◆ Instructions to follow:
Look for "preferences" in every line of the listing. Copy the lines that have it.

◆ Extracted entries:
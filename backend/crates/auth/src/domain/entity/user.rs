//! User entity

use chrono::{DateTime, Utc};

use crate::domain::entity::preferences::UserPreferences;
use crate::domain::value_object::{
    UserId, email::Email, user_name::UserName, user_password::UserPassword, user_role::UserRole,
};
use crate::error::{AuthError, AuthResult};

const DISPLAY_NAME_MAX_LENGTH: usize = 50;
const BIO_MAX_LENGTH: usize = 500;
const AVATAR_URL_MAX_LENGTH: usize = 2048;
const LANGUAGE_MAX_LENGTH: usize = 16;

/// A registered account.
///
/// `password_hash` never leaves the crate in a response DTO.
#[derive(Debug, Clone)]
pub struct User {
    pub id: UserId,
    pub username: UserName,
    pub email: Email,
    pub password_hash: UserPassword,
    pub display_name: Option<String>,
    pub avatar_url: Option<String>,
    pub bio: Option<String>,
    pub role: UserRole,
    /// External platform (Steam) account id
    pub steam_id: Option<String>,
    pub preferences: UserPreferences,
    pub is_active: bool,
    pub is_verified: bool,
    pub created_at: DateTime<Utc>,
    pub updated_at: DateTime<Utc>,
    pub last_login: Option<DateTime<Utc>>,
    pub login_count: i64,
}

impl User {
    /// Fresh member account. Display name falls back to the username.
    pub fn register(
        username: UserName,
        email: Email,
        password_hash: UserPassword,
        display_name: Option<String>,
        preferences: UserPreferences,
    ) -> Self {
        let now = Utc::now();
        let display_name = display_name
            .map(|d| d.trim().to_string())
            .filter(|d| !d.is_empty())
            .unwrap_or_else(|| username.as_str().to_string());

        Self {
            id: UserId::new(),
            username,
            email,
            password_hash,
            display_name: Some(display_name),
            avatar_url: None,
            bio: None,
            role: UserRole::default(),
            steam_id: None,
            preferences,
            is_active: true,
            is_verified: false,
            created_at: now,
            updated_at: now,
            last_login: None,
            login_count: 0,
        }
    }

    /// Mirrors a successful login stats update.
    pub fn record_login(&mut self, at: DateTime<Utc>) {
        self.last_login = Some(at);
        self.updated_at = at;
        self.login_count += 1;
    }

    /// Applies only the fields present in `patch`.
    #[cfg(test)]
    pub fn apply(&mut self, patch: &ProfilePatch, at: DateTime<Utc>) {
        if let Some(display_name) = &patch.display_name {
            self.display_name = Some(display_name.clone());
        }
        if let Some(bio) = &patch.bio {
            self.bio = Some(bio.clone());
        }
        if let Some(avatar_url) = &patch.avatar_url {
            self.avatar_url = Some(avatar_url.clone());
        }
        if let Some(preferences) = &patch.preferences {
            self.preferences = preferences.clone();
        }
        if !patch.is_empty() {
            self.updated_at = at;
        }
    }
}

/// Partial profile update. `None` means "leave as is", never "clear".
#[derive(Debug, Clone, Default, PartialEq)]
pub struct ProfilePatch {
    pub display_name: Option<String>,
    pub bio: Option<String>,
    pub avatar_url: Option<String>,
    pub preferences: Option<UserPreferences>,
}

impl ProfilePatch {
    pub fn is_empty(&self) -> bool {
        self.display_name.is_none()
            && self.bio.is_none()
            && self.avatar_url.is_none()
            && self.preferences.is_none()
    }

    /// Trims text fields and enforces length limits.
    pub fn validated(mut self) -> AuthResult<Self> {
        if let Some(display_name) = self.display_name.take() {
            self.display_name = Some(validate_display_name(display_name)?);
        }
        if let Some(bio) = self.bio.take() {
            let bio = bio.trim().to_string();
            check_len("bio", &bio, 0, BIO_MAX_LENGTH)?;
            self.bio = Some(bio);
        }
        if let Some(avatar_url) = self.avatar_url.take() {
            let avatar_url = avatar_url.trim().to_string();
            check_len("avatar_url", &avatar_url, 0, AVATAR_URL_MAX_LENGTH)?;
            self.avatar_url = Some(avatar_url);
        }
        if let Some(preferences) = &self.preferences {
            check_len("preferences.language", &preferences.language, 2, LANGUAGE_MAX_LENGTH)?;
        }
        Ok(self)
    }
}

/// Trimmed display name of 1..=50 characters.
pub(crate) fn validate_display_name(raw: String) -> AuthResult<String> {
    let display_name = raw.trim().to_string();
    check_len("display_name", &display_name, 1, DISPLAY_NAME_MAX_LENGTH)?;
    Ok(display_name)
}

fn check_len(field: &'static str, value: &str, min: usize, max: usize) -> AuthResult<()> {
    let len = value.chars().count();
    if len < min || len > max {
        return Err(AuthError::validation(
            field,
            format!("Must be between {min} and {max} characters"),
        ));
    }
    Ok(())
}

◆ Result for this exercise:
use crate::domain::entity::preferences::UserPreferences;
    pub preferences: UserPreferences,
        preferences: UserPreferences,
            preferences,
        if let Some(preferences) = &patch.preferences {
            self.preferences = preferences.clone();
    pub preferences: Option<UserPreferences>,
            && self.preferences.is_none()
        if let Some(preferences) = &self.preferences {
            check_len("preferences.language", &preferences.language, 2, LANGUAGE_MAX_LENGTH)?;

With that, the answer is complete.